数千人が出口を求めて動くなか、若いバングラデシュ人外交官が私に気づいた。彼は我先にと人波に加わるのではなく、混み合う群衆の間を縫って私を安全な場所へと導いてくれた。危機の瞬間、人は思いがけない形で助け合える。そのことを示してくれたアミヌル・イスラム・ジサンに感謝したい。
幸い死者は出なかった。協議は再開され、締約国会議(COP)のプロセスも、気候危機の抑制に向けた小さな前進と解釈し得る最終文書の採択という形で、ひとまず持ちこたえた。もっとも、危機の主因である化石燃料についての言及は、なお婉曲な表現にとどまった。

COPの存続は盤石ではなかった。ドナルド・トランプ大統領が米国の不参加を指示し、9月の国連総会演説で気候変動を「史上最大のペテン」と切り捨てたためである。
だがベレンへの不参加は、国際的地位という点で、むしろ米国自身により大きな損失をもたらした。

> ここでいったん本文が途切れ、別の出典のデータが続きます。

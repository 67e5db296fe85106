//! Common utilities shared by the runner, the step actions and the CLI

pub mod config;
pub mod error;
pub mod logging;
pub mod paths;

pub use error::{Error, Result};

トランプがヨハネスブルグで並行開催されていたG20協議も回避したことで、米国の評判はさらに傷ついた。その「傷口に塩を塗る」形となったのが、G20議長国のシリル・ラマポーザ大統領の落ち着いたリーダーシップである。米国の反対をよそに、気候危機を含む世界的課題に取り組む宣言の採択へと議論を導いた。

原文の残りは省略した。